WHAT YOU NEED TO DO
Among the entries below, which lines include the string "derived"? Show each one.

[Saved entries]
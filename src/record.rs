//! Canonical in-memory model of historical CI results
//!
//! One [`Checkout`] per evaluated commit, owning builds, test runs and test
//! case outcomes. Raw CI statuses collapse to a pass/fail/unknown tri-state
//! at ingest; everything downstream (normalization jobs, prioritization
//! strategies, APFD scoring) works on this model only.
//!
//! Ingest reads one JSON document per checkout. Relational storage of the
//! raw records is an external collaborator and out of scope here.

use std::collections::BTreeSet;
use std::fs;
use std::path::{Path, PathBuf};

use chrono::{DateTime, Utc};
use serde::{Deserialize, Serialize};
use tracing::warn;

use crate::path_mapping::PathMapping;

/// Collapsed outcome of a single test case execution.
///
/// Raw CI records carry four statuses (pass / fail / regressed / unknown);
/// "regressed" collapses into `Fail`.
#[derive(Debug, Clone, Copy, PartialEq, Eq, Serialize, Deserialize)]
pub enum TestStatus {
    Pass,
    Fail,
    Unknown,
}

impl TestStatus {
    /// Collapse a raw CI status string to the tri-state.
    pub fn from_raw(raw: &str) -> Self {
        let lower = raw.to_ascii_lowercase();
        if lower == "pass" || raw == "Test executed successfully" {
            TestStatus::Pass
        } else if lower == "fail"
            || raw == "Test execution failed"
            || raw == "Test execution regressed"
        {
            TestStatus::Fail
        } else {
            TestStatus::Unknown
        }
    }
}

/// Source-file classification of a test case, derived from its extension.
#[derive(Debug, Clone, Copy, PartialEq, Eq, Serialize, Deserialize)]
pub enum TestCaseType {
    Unknown,
    C,
    Sh,
    Py,
}

impl TestCaseType {
    pub fn from_path(path: &Path) -> Self {
        match path.extension().and_then(|e| e.to_str()) {
            Some(ext) if ext.eq_ignore_ascii_case("c") => TestCaseType::C,
            Some(ext) if ext.eq_ignore_ascii_case("sh") => TestCaseType::Sh,
            Some(ext) if ext.eq_ignore_ascii_case("py") => TestCaseType::Py,
            None => TestCaseType::Sh,
            _ => TestCaseType::Unknown,
        }
    }
}

/// One test case outcome within a test run.
#[derive(Debug, Clone, Serialize, Deserialize)]
pub struct TestCase {
    pub id: String,
    /// Raw identifier as reported by CI; may be ambiguous.
    pub raw_path: String,
    /// Stable file-path identity, set at ingest or resolved via the mapping.
    pub file_path: Option<PathBuf>,
    pub status: TestStatus,
    pub has_known_issues: bool,
    /// Memoized source type, filled on first resolution.
    case_type: Option<TestCaseType>,
}

impl TestCase {
    pub fn new(
        id: String,
        raw_path: String,
        file_path: Option<PathBuf>,
        status: TestStatus,
        has_known_issues: bool,
    ) -> Self {
        // A failing case flagged as a known issue is not a fault signal.
        let status = if status == TestStatus::Fail && has_known_issues {
            TestStatus::Pass
        } else {
            status
        };
        let case_type = file_path.as_deref().map(TestCaseType::from_path);
        TestCase {
            id,
            raw_path,
            file_path,
            status,
            has_known_issues,
            case_type,
        }
    }

    pub fn is_pass(&self) -> bool {
        self.status == TestStatus::Pass
    }

    pub fn is_failed(&self) -> bool {
        self.status == TestStatus::Fail
    }

    pub fn is_unknown(&self) -> bool {
        self.status == TestStatus::Unknown
    }

    /// Source type of the resolved file, memoized after the first resolution.
    pub fn case_type(&self) -> TestCaseType {
        match self.case_type {
            Some(t) => t,
            None => self
                .file_path
                .as_deref()
                .map(TestCaseType::from_path)
                .unwrap_or(TestCaseType::Unknown),
        }
    }

    /// Merge another observation of the same file path into this record.
    ///
    /// Any pass wins over fail; fail wins over unknown.
    pub fn merge_status(&mut self, other: &TestCase) {
        if self.is_pass() || other.is_pass() {
            self.status = TestStatus::Pass;
        } else if self.is_failed() || other.is_failed() {
            self.status = TestStatus::Fail;
        } else {
            self.status = TestStatus::Unknown;
        }
    }

    /// Resolve the file path via direct identity or the mapping table.
    ///
    /// Returns true when the case maps to an existing regular file. The
    /// resolved path and source type are memoized on success.
    pub fn resolve(&mut self, mapping: &PathMapping) -> bool {
        if self.file_path.is_none() {
            if let Some(mapped) = mapping.resolve(&self.raw_path) {
                self.file_path = Some(PathBuf::from(mapped));
            }
        }
        match self.file_path.as_deref() {
            Some(p) if p.exists() && p.is_file() => {
                if self.case_type.is_none() {
                    self.case_type = Some(TestCaseType::from_path(p));
                }
                true
            }
            _ => false,
        }
    }

    /// Suite classification derived from the file-path prefix.
    pub fn suite_name(&self) -> &'static str {
        let path = self
            .file_path
            .as_deref()
            .map(|p| p.to_string_lossy().into_owned())
            .unwrap_or_default();
        if path.starts_with("test_cases/ltp") {
            "ltp"
        } else if path.starts_with("test_cases/selftests") {
            "selftest"
        } else {
            "unknown"
        }
    }

    /// Display name used by downstream harness tooling.
    ///
    /// Selftest cases render as `parent_dir:stem`, with the historical quirks
    /// of the suite (x86 cases run as 64-bit, futex functional tests run via
    /// a wrapper script) preserved.
    pub fn display_name(&self) -> String {
        let path = match self.file_path.as_deref() {
            Some(p) => p,
            None => return String::new(),
        };
        let stem = path
            .file_stem()
            .map(|s| s.to_string_lossy().into_owned())
            .unwrap_or_default();
        if self.suite_name() != "selftest" {
            return stem;
        }
        let parent = path
            .parent()
            .and_then(|p| p.file_name())
            .map(|s| s.to_string_lossy().into_owned())
            .unwrap_or_default();
        let mut name = format!("{parent}:{stem}");
        if parent == "x86" {
            name.push_str("_64");
        }
        match path.extension().and_then(|e| e.to_str()) {
            Some("sh") => name.push_str(".sh"),
            Some("py") => name.push_str(".py"),
            _ => {}
        }
        if name.contains("functional:futex") {
            name = "futex:run.sh".to_string();
        }
        if name == "exec:load_address" {
            name = "exec:load_address_16777216".to_string();
        }
        name
    }
}

/// One invocation unit within a build.
#[derive(Debug, Clone, Serialize, Deserialize)]
pub struct TestRun {
    pub id: String,
    pub tests: Vec<TestCase>,
}

/// One compiled configuration of a checkout.
#[derive(Debug, Clone, Serialize, Deserialize)]
pub struct Build {
    pub name: String,
    /// Raw configuration description: a whitespace-separated token multiset.
    pub kconfig: String,
    pub arch: String,
    pub duration: f64,
    pub test_runs: Vec<TestRun>,
    /// Canonical name assigned by the choose-canonical-build job.
    pub canonical_name: Option<String>,
    /// Names of builds merged into this one by config consolidation.
    pub merged_names: BTreeSet<String>,
}

impl Build {
    /// Effective build label: canonical name when assigned, raw name otherwise.
    pub fn label(&self) -> &str {
        self.canonical_name.as_deref().unwrap_or(&self.name)
    }

    /// Order-insensitive configuration identity.
    pub fn config_key(&self) -> Vec<String> {
        let mut tokens: Vec<String> = self
            .kconfig
            .split_whitespace()
            .map(|t| t.to_string())
            .collect();
        tokens.sort();
        tokens
    }

    pub fn test_cases(&self) -> impl Iterator<Item = &TestCase> {
        self.test_runs.iter().flat_map(|r| r.tests.iter())
    }

    pub fn case_count(&self) -> usize {
        self.test_runs.iter().map(|r| r.tests.len()).sum()
    }
}

/// One version-control commit evaluated by CI.
#[derive(Debug, Clone, Serialize, Deserialize)]
pub struct Checkout {
    pub git_sha: String,
    pub branch: String,
    pub status: String,
    pub commit_time: DateTime<Utc>,
    pub builds: Vec<Build>,
}

impl Checkout {
    pub fn test_cases(&self) -> impl Iterator<Item = &TestCase> {
        self.builds.iter().flat_map(|b| b.test_cases())
    }

    pub fn case_count(&self) -> usize {
        self.builds.iter().map(|b| b.case_count()).sum()
    }

    pub fn case_by_file_path(&self, file_path: &Path) -> Option<&TestCase> {
        self.test_cases()
            .find(|t| t.file_path.as_deref() == Some(file_path))
    }

    /// Drop builds with fewer resolved test cases than `min_cases`.
    pub fn retain_builds_with_min_cases(&mut self, min_cases: usize) {
        self.builds.retain(|b| b.case_count() > min_cases);
    }

    /// Keep only builds whose effective label matches `config_name`.
    pub fn select_build_by_label(&mut self, config_name: &str) {
        self.builds.retain(|b| b.label() == config_name);
    }
}

#[derive(Debug, Deserialize)]
struct RawTest {
    id: String,
    path: String,
    #[serde(default)]
    file_path: Option<String>,
    status: String,
    #[serde(default)]
    has_known_issues: bool,
}

#[derive(Debug, Deserialize)]
struct RawTestRun {
    id: String,
    #[serde(default)]
    tests: Vec<RawTest>,
}

#[derive(Debug, Deserialize)]
struct RawBuild {
    build_name: String,
    #[serde(default)]
    kconfig: String,
    #[serde(default)]
    arch: String,
    #[serde(default)]
    duration: f64,
    #[serde(default)]
    testruns: Vec<RawTestRun>,
}

#[derive(Debug, Deserialize)]
struct RawCheckout {
    git_sha: String,
    #[serde(default)]
    git_repo_branch: String,
    #[serde(default)]
    status: String,
    git_commit_datetime: DateTime<Utc>,
    #[serde(default)]
    builds: Vec<RawBuild>,
}

impl From<RawCheckout> for Checkout {
    fn from(raw: RawCheckout) -> Self {
        Checkout {
            git_sha: raw.git_sha,
            branch: raw.git_repo_branch,
            status: raw.status,
            commit_time: raw.git_commit_datetime,
            builds: raw
                .builds
                .into_iter()
                .map(|b| Build {
                    name: b.build_name,
                    kconfig: b.kconfig,
                    arch: b.arch,
                    duration: b.duration,
                    test_runs: b
                        .testruns
                        .into_iter()
                        .map(|r| TestRun {
                            id: r.id,
                            tests: r
                                .tests
                                .into_iter()
                                .map(|t| {
                                    TestCase::new(
                                        t.id,
                                        t.path,
                                        t.file_path.map(PathBuf::from),
                                        TestStatus::from_raw(&t.status),
                                        t.has_known_issues,
                                    )
                                })
                                .collect(),
                        })
                        .collect(),
                    canonical_name: None,
                    merged_names: BTreeSet::new(),
                })
                .collect(),
        }
    }
}

/// Load raw checkout records from a directory of JSON documents.
///
/// Unreadable or malformed documents are skipped with a warning; sibling
/// records are unaffected.
pub fn load_checkouts(dir: &Path) -> std::io::Result<Vec<Checkout>> {
    let mut paths: Vec<PathBuf> = fs::read_dir(dir)?
        .filter_map(|e| e.ok())
        .map(|e| e.path())
        .filter(|p| p.extension().and_then(|e| e.to_str()) == Some("json"))
        .collect();
    paths.sort();

    let mut checkouts = Vec::with_capacity(paths.len());
    for path in paths {
        let text = match fs::read_to_string(&path) {
            Ok(t) => t,
            Err(e) => {
                warn!(path = %path.display(), error = %e, "skipping unreadable checkout record");
                continue;
            }
        };
        match serde_json::from_str::<RawCheckout>(&text) {
            Ok(raw) => checkouts.push(Checkout::from(raw)),
            Err(e) => {
                warn!(path = %path.display(), error = %e, "skipping malformed checkout record");
            }
        }
    }
    Ok(checkouts)
}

THE COMPLETED TASK
/// Source-file classification of a test case, derived from its extension.
    /// Suite classification derived from the file-path prefix.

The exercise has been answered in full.